Hi. I'm a freshman girl in college. C/o 2021, just graduated from high school.

I never really had any friends in high school. The one time that I ever did have a best friend was in elementary school and it died off by the end of junior high.

I've always been very shy with a lot of social anxiety, it wasn't until about freshman year of high school where I was starting to become comfortable talking to others and by then everyone were in their own cliques. But even then, I'd see new students blend in so seamlessly with groups of friends.

I never had friends. I would never eat in the cafeteria because I didn't have any friends to eat with. I spent one semester eating in the cafeteria because I was "friends" with a girl I knew in a club I was in. I really didn't like the girl but it was a friend to sit with at lunch, so I sat with her anyway. I ended up hanging out at prom with her because her and her best friend had gotten into it and she had no one else to hang out with.

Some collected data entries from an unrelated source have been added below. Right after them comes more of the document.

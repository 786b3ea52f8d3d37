//! RI Planner Core - reservation cost projection and aggregation.
//!
//! This crate prices reserved database capacity against a pricing catalog,
//! projects renewals out to a horizon year and compares the monthly cost of
//! paying on-demand against the reserved payment options. It performs no I/O:
//! callers load reservations and catalog records and pass them in.

pub mod aggregation;
pub mod constants;
pub mod errors;
pub mod pricing;
pub mod proration;
pub mod renewals;
pub mod reservations;
pub mod settings;
pub mod timeseries;
pub mod utils;

// Re-export the value types most callers need
pub use pricing::{PricingIndex, PricingRecord, Scenario};
pub use reservations::{first_full_year, ReservationRow, ReservationType, Term, UpfrontPayment};
pub use settings::EngineSettings;

// Re-export error types
pub use errors::Error;
pub use errors::Result;
//! Renewal projection models.

use chrono::NaiveDate;
use serde::{Deserialize, Serialize};

use crate::errors::{Error, ProjectionError, ValidationError};
use crate::pricing::Scenario;
use crate::reservations::{ReservationRow, Term, UpfrontPayment};

/// The term and payment style every projected renewal is bought with.
#[derive(Debug, Clone, Copy, PartialEq, Eq, Hash, Serialize, Deserialize)]
#[serde(rename_all = "camelCase")]
pub struct RenewalScenario {
    pub term: Term,
    pub upfront_payment: UpfrontPayment,
}

impl RenewalScenario {
    pub fn new(term: Term, upfront_payment: UpfrontPayment) -> Self {
        Self {
            term,
            upfront_payment,
        }
    }

    pub fn months(&self) -> u32 {
        self.term.months()
    }

    /// The priced scenario for these terms, if the catalog has one.
    pub fn scenario(&self) -> Option<Scenario> {
        Scenario::from_terms(self.term.months(), self.upfront_payment)
    }
}

impl TryFrom<Scenario> for RenewalScenario {
    type Error = Error;

    fn try_from(scenario: Scenario) -> Result<Self, Self::Error> {
        scenario
            .reservation_terms()
            .map(|(term, upfront)| RenewalScenario::new(term, upfront))
            .ok_or_else(|| ValidationError::NotARenewalScenario(scenario.to_string()).into())
    }
}

/// Originals followed by their renewal chains, plus the chains that failed.
#[derive(Debug, Clone, PartialEq, Eq, Serialize, Deserialize)]
#[serde(rename_all = "camelCase")]
pub struct RenewalProjection {
    pub rows: Vec<ReservationRow>,
    #[serde(skip)]
    pub failures: Vec<ProjectionError>,
    pub horizon_end: NaiveDate,
}

impl RenewalProjection {
    pub fn is_complete(&self) -> bool {
        self.failures.is_empty()
    }

    pub fn actual_rows(&self) -> impl Iterator<Item = &ReservationRow> {
        self.rows.iter().filter(|r| !r.is_projected())
    }

    pub fn projected_rows(&self) -> impl Iterator<Item = &ReservationRow> {
        self.rows.iter().filter(|r| r.is_projected())
    }

    /// The original row with the given id followed by its renewals.
    pub fn chain(&self, original_id: &str) -> Vec<&ReservationRow> {
        let prefix = format!("{}-renew-", original_id);
        self.rows
            .iter()
            .filter(|r| {
                (r.id == original_id && !r.is_projected())
                    || (r.is_projected() && r.id.strip_prefix(&prefix).is_some_and(is_sequence))
            })
            .collect()
    }
}

fn is_sequence(suffix: &str) -> bool {
    !suffix.is_empty() && suffix.bytes().all(|b| b.is_ascii_digit())
}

Throughout high school I was successfully able to mask the fact that I didn't have friends from my parents. All of the people I talked to were acquaintances. Never in high school had I been to one party, birthday dinner or get together, or been invited to a hang out. I don't think people disliked me. I could just never build a bond with others.

Well, it's freshman year again and I'm afraid all of this is going to happen all over again. Before coming to campus I've read every article out there and watched every video on "how to make people like you" or "how to make friends." Well, it's November and everyone has friends and I don't. I have two roommates now. One of them has a lot of people she knows from her high school. The other roommate was able to make really good friends with the roommate's high school friends. There's a group chat with my roommate and her hs friends and my other roommate. I'm not in it.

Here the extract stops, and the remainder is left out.